▸ **EXERCISE REQUIREMENTS**
The records must be repeated exactly and in their entirety.

☆ ☆ ☆ ☆

use crate::error::{Error, Result};
use crate::reader::Reader;

#[derive(Debug, Clone, PartialEq)]
pub(crate) enum CpInfo {
    Utf8(String),
    Integer(i32),
    Float(f32),
    Long(i64),
    Double(f64),
    Class { name_index: u16 },
    String { utf8_index: u16 },
    FieldRef { class_index: u16, name_and_type_index: u16 },
    MethodRef { class_index: u16, name_and_type_index: u16 },
    InterfaceMethodRef { class_index: u16, name_and_type_index: u16 },
    NameAndType { name_index: u16, descriptor_index: u16 },
    MethodHandle { reference_kind: u8, reference_index: u16 },
    MethodType { descriptor_index: u16 },
    Dynamic { bootstrap_index: u16, name_and_type_index: u16 },
    InvokeDynamic { bootstrap_index: u16, name_and_type_index: u16 },
    Module { name_index: u16 },
    Package { name_index: u16 },
}

impl CpInfo {
    pub(crate) fn kind(&self) -> &'static str {
        match self {
            CpInfo::Utf8(_) => "Utf8",
            CpInfo::Integer(_) => "Integer",
            CpInfo::Float(_) => "Float",
            CpInfo::Long(_) => "Long",
            CpInfo::Double(_) => "Double",
            CpInfo::Class { .. } => "Class",
            CpInfo::String { .. } => "String",
            CpInfo::FieldRef { .. } => "Fieldref",
            CpInfo::MethodRef { .. } => "Methodref",
            CpInfo::InterfaceMethodRef { .. } => "InterfaceMethodref",
            CpInfo::NameAndType { .. } => "NameAndType",
            CpInfo::MethodHandle { .. } => "MethodHandle",
            CpInfo::MethodType { .. } => "MethodType",
            CpInfo::Dynamic { .. } => "Dynamic",
            CpInfo::InvokeDynamic { .. } => "InvokeDynamic",
            CpInfo::Module { .. } => "Module",
            CpInfo::Package { .. } => "Package",
        }
    }
}

/// The constant pool of one class file.
///
/// Slot 0 and the second slot of every `Long`/`Double` entry are unusable and
/// stored as `None`.
#[derive(Debug, Clone, Default)]
pub(crate) struct ConstantPool {
    entries: Vec<Option<CpInfo>>,
}

impl ConstantPool {
    pub(crate) fn parse(reader: &mut Reader<'_>) -> Result<Self> {
        let count = reader.read_u2()? as usize;
        let mut entries = Vec::with_capacity(count.max(1));
        entries.push(None);

        while entries.len() < count {
            let tag = reader.read_u1()?;
            let info = match tag {
                1 => {
                    let len = reader.read_u2()? as usize;
                    CpInfo::Utf8(decode_modified_utf8(reader.read_bytes(len)?)?)
                }
                3 => CpInfo::Integer(reader.read_u4()? as i32),
                4 => CpInfo::Float(f32::from_bits(reader.read_u4()?)),
                5 => CpInfo::Long(reader.read_u8()? as i64),
                6 => CpInfo::Double(f64::from_bits(reader.read_u8()?)),
                7 => CpInfo::Class {
                    name_index: reader.read_u2()?,
                },
                8 => CpInfo::String {
                    utf8_index: reader.read_u2()?,
                },
                9 | 10 | 11 => {
                    let class_index = reader.read_u2()?;
                    let name_and_type_index = reader.read_u2()?;
                    match tag {
                        9 => CpInfo::FieldRef {
                            class_index,
                            name_and_type_index,
                        },
                        10 => CpInfo::MethodRef {
                            class_index,
                            name_and_type_index,
                        },
                        _ => CpInfo::InterfaceMethodRef {
                            class_index,
                            name_and_type_index,
                        },
                    }
                }
                12 => CpInfo::NameAndType {
                    name_index: reader.read_u2()?,
                    descriptor_index: reader.read_u2()?,
                },
                15 => CpInfo::MethodHandle {
                    reference_kind: reader.read_u1()?,
                    reference_index: reader.read_u2()?,
                },
                16 => CpInfo::MethodType {
                    descriptor_index: reader.read_u2()?,
                },
                17 => CpInfo::Dynamic {
                    bootstrap_index: reader.read_u2()?,
                    name_and_type_index: reader.read_u2()?,
                },
                18 => CpInfo::InvokeDynamic {
                    bootstrap_index: reader.read_u2()?,
                    name_and_type_index: reader.read_u2()?,
                },
                19 => CpInfo::Module {
                    name_index: reader.read_u2()?,
                },
                20 => CpInfo::Package {
                    name_index: reader.read_u2()?,
                },
                other => return Err(Error::InvalidConstantPoolTag(other)),
            };

            let wide = matches!(info, CpInfo::Long(_) | CpInfo::Double(_));
            entries.push(Some(info));
            if wide {
                entries.push(None);
            }
        }

        // A trailing wide entry may overshoot `count` by its phantom slot.
        entries.truncate(count.max(1));
        Ok(Self { entries })
    }

    pub(crate) fn get(&self, index: u16) -> Result<&CpInfo> {
        self.entries
            .get(index as usize)
            .and_then(Option::as_ref)
            .ok_or(Error::InvalidConstantPoolIndex(index))
    }

    pub(crate) fn get_utf8(&self, index: u16) -> Result<&str> {
        match self.get(index)? {
            CpInfo::Utf8(value) => Ok(value),
            other => Err(mismatch(index, "Utf8", other)),
        }
    }

    pub(crate) fn get_class_name(&self, index: u16) -> Result<String> {
        match self.get(index)? {
            CpInfo::Class { name_index } => Ok(self.get_utf8(*name_index)?.to_string()),
            other => Err(mismatch(index, "Class", other)),
        }
    }
}

fn mismatch(index: u16, expected: &'static str, found: &CpInfo) -> Error {
    Error::ConstantPoolTypeMismatch {
        index,
        expected,
        found: found.kind(),
    }
}

/// Decodes the JVM's "modified UTF-8": NUL is encoded as `C0 80` and
/// supplementary characters as a pair of three-byte surrogates.
fn decode_modified_utf8(bytes: &[u8]) -> Result<String> {
    if bytes.iter().all(|&b| b != 0 && b < 0x80) {
        // Plain ASCII; the overwhelmingly common case for class and member names.
        return String::from_utf8(bytes.to_vec()).map_err(|_| Error::InvalidModifiedUtf8);
    }

    let continuation = |b: Option<&u8>| match b {
        Some(&b) if b & 0xC0 == 0x80 => Ok((b & 0x3F) as u16),
        _ => Err(Error::InvalidModifiedUtf8),
    };

    let mut units = Vec::with_capacity(bytes.len());
    let mut i = 0;
    while i < bytes.len() {
        let b = bytes[i];
        if b != 0 && b < 0x80 {
            units.push(b as u16);
            i += 1;
        } else if b & 0xE0 == 0xC0 {
            let low = continuation(bytes.get(i + 1))?;
            units.push(((b & 0x1F) as u16) << 6 | low);
            i += 2;
        } else if b & 0xF0 == 0xE0 {
            let mid = continuation(bytes.get(i + 1))?;
            let low = continuation(bytes.get(i + 2))?;
            units.push(((b & 0x0F) as u16) << 12 | mid << 6 | low);
            i += 3;
        } else {
            return Err(Error::InvalidModifiedUtf8);
        }
    }

    String::from_utf16(&units).map_err(|_| Error::InvalidModifiedUtf8)
}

☆ ☆ ☆ ☆

▸ **FINISHED TASK**
use crate::error::{Error, Result};
use crate::reader::Reader;

#[derive(Debug, Clone, PartialEq)]
pub(crate) enum CpInfo {
    Utf8(String),
    Integer(i32),
    Float(f32),
    Long(i64),
    Double(f64),
    Class { name_index: u16 },
    String { utf8_index: u16 },
    FieldRef { class_index: u16, name_and_type_index: u16 },
    MethodRef { class_index: u16, name_and_type_index: u16 },
    InterfaceMethodRef { class_index: u16, name_and_type_index: u16 },
    NameAndType { name_index: u16, descriptor_index: u16 },
    MethodHandle { reference_kind: u8, reference_index: u16 },
    MethodType { descriptor_index: u16 },
    Dynamic { bootstrap_index: u16, name_and_type_index: u16 },
    InvokeDynamic { bootstrap_index: u16, name_and_type_index: u16 },
    Module { name_index: u16 },
    Package { name_index: u16 },
}

impl CpInfo {
    pub(crate) fn kind(&self) -> &'static str {
        match self {
            CpInfo::Utf8(_) => "Utf8",
            CpInfo::Integer(_) => "Integer",
            CpInfo::Float(_) => "Float",
            CpInfo::Long(_) => "Long",
            CpInfo::Double(_) => "Double",
            CpInfo::Class { .. } => "Class",
            CpInfo::String { .. } => "String",
            CpInfo::FieldRef { .. } => "Fieldref",
            CpInfo::MethodRef { .. } => "Methodref",
            CpInfo::InterfaceMethodRef { .. } => "InterfaceMethodref",
            CpInfo::NameAndType { .. } => "NameAndType",
            CpInfo::MethodHandle { .. } => "MethodHandle",
            CpInfo::MethodType { .. } => "MethodType",
            CpInfo::Dynamic { .. } => "Dynamic",
            CpInfo::InvokeDynamic { .. } => "InvokeDynamic",
            CpInfo::Module { .. } => "Module",
            CpInfo::Package { .. } => "Package",
        }
    }
}

/// The constant pool of one class file.
///
/// Slot 0 and the second slot of every `Long`/`Double` entry are unusable and
/// stored as `None`.
#[derive(Debug, Clone, Default)]
pub(crate) struct ConstantPool {
    entries: Vec<Option<CpInfo>>,
}

impl ConstantPool {
    pub(crate) fn parse(reader: &mut Reader<'_>) -> Result<Self> {
        let count = reader.read_u2()? as usize;
        let mut entries = Vec::with_capacity(count.max(1));
        entries.push(None);

        while entries.len() < count {
            let tag = reader.read_u1()?;
            let info = match tag {
                1 => {
                    let len = reader.read_u2()? as usize;
                    CpInfo::Utf8(decode_modified_utf8(reader.read_bytes(len)?)?)
                }
                3 => CpInfo::Integer(reader.read_u4()? as i32),
                4 => CpInfo::Float(f32::from_bits(reader.read_u4()?)),
                5 => CpInfo::Long(reader.read_u8()? as i64),
                6 => CpInfo::Double(f64::from_bits(reader.read_u8()?)),
                7 => CpInfo::Class {
                    name_index: reader.read_u2()?,
                },
                8 => CpInfo::String {
                    utf8_index: reader.read_u2()?,
                },
                9 | 10 | 11 => {
                    let class_index = reader.read_u2()?;
                    let name_and_type_index = reader.read_u2()?;
                    match tag {
                        9 => CpInfo::FieldRef {
                            class_index,
                            name_and_type_index,
                        },
                        10 => CpInfo::MethodRef {
                            class_index,
                            name_and_type_index,
                        },
                        _ => CpInfo::InterfaceMethodRef {
                            class_index,
                            name_and_type_index,
                        },
                    }
                }
                12 => CpInfo::NameAndType {
                    name_index: reader.read_u2()?,
                    descriptor_index: reader.read_u2()?,
                },
                15 => CpInfo::MethodHandle {
                    reference_kind: reader.read_u1()?,
                    reference_index: reader.read_u2()?,
                },
                16 => CpInfo::MethodType {
                    descriptor_index: reader.read_u2()?,
                },
                17 => CpInfo::Dynamic {
                    bootstrap_index: reader.read_u2()?,
                    name_and_type_index: reader.read_u2()?,
                },
                18 => CpInfo::InvokeDynamic {
                    bootstrap_index: reader.read_u2()?,
                    name_and_type_index: reader.read_u2()?,
                },
                19 => CpInfo::Module {
                    name_index: reader.read_u2()?,
                },
                20 => CpInfo::Package {
                    name_index: reader.read_u2()?,
                },
                other => return Err(Error::InvalidConstantPoolTag(other)),
            };

            let wide = matches!(info, CpInfo::Long(_) | CpInfo::Double(_));
            entries.push(Some(info));
            if wide {
                entries.push(None);
            }
        }

        // A trailing wide entry may overshoot `count` by its phantom slot.
        entries.truncate(count.max(1));
        Ok(Self { entries })
    }

    pub(crate) fn get(&self, index: u16) -> Result<&CpInfo> {
        self.entries
            .get(index as usize)
            .and_then(Option::as_ref)
            .ok_or(Error::InvalidConstantPoolIndex(index))
    }

    pub(crate) fn get_utf8(&self, index: u16) -> Result<&str> {
        match self.get(index)? {
            CpInfo::Utf8(value) => Ok(value),
            other => Err(mismatch(index, "Utf8", other)),
        }
    }

    pub(crate) fn get_class_name(&self, index: u16) -> Result<String> {
        match self.get(index)? {
            CpInfo::Class { name_index } => Ok(self.get_utf8(*name_index)?.to_string()),
            other => Err(mismatch(index, "Class", other)),
        }
    }
}

fn mismatch(index: u16, expected: &'static str, found: &CpInfo) -> Error {
    Error::ConstantPoolTypeMismatch {
        index,
        expected,
        found: found.kind(),
    }
}

/// Decodes the JVM's "modified UTF-8": NUL is encoded as `C0 80` and
/// supplementary characters as a pair of three-byte surrogates.
fn decode_modified_utf8(bytes: &[u8]) -> Result<String> {
    if bytes.iter().all(|&b| b != 0 && b < 0x80) {
        // Plain ASCII; the overwhelmingly common case for class and member names.
        return String::from_utf8(bytes.to_vec()).map_err(|_| Error::InvalidModifiedUtf8);
    }

    let continuation = |b: Option<&u8>| match b {
        Some(&b) if b & 0xC0 == 0x80 => Ok((b & 0x3F) as u16),
        _ => Err(Error::InvalidModifiedUtf8),
    };

    let mut units = Vec::with_capacity(bytes.len());
    let mut i = 0;
    while i < bytes.len() {
        let b = bytes[i];
        if b != 0 && b < 0x80 {
            units.push(b as u16);
            i += 1;
        } else if b & 0xE0 == 0xC0 {
            let low = continuation(bytes.get(i + 1))?;
            units.push(((b & 0x1F) as u16) << 6 | low);
            i += 2;
        } else if b & 0xF0 == 0xE0 {
            let mid = continuation(bytes.get(i + 1))?;
            let low = continuation(bytes.get(i + 2))?;
            units.push(((b & 0x0F) as u16) << 12 | mid << 6 | low);
            i += 3;
        } else {
            return Err(Error::InvalidModifiedUtf8);
        }
    }

    String::from_utf16(&units).map_err(|_| Error::InvalidModifiedUtf8)
}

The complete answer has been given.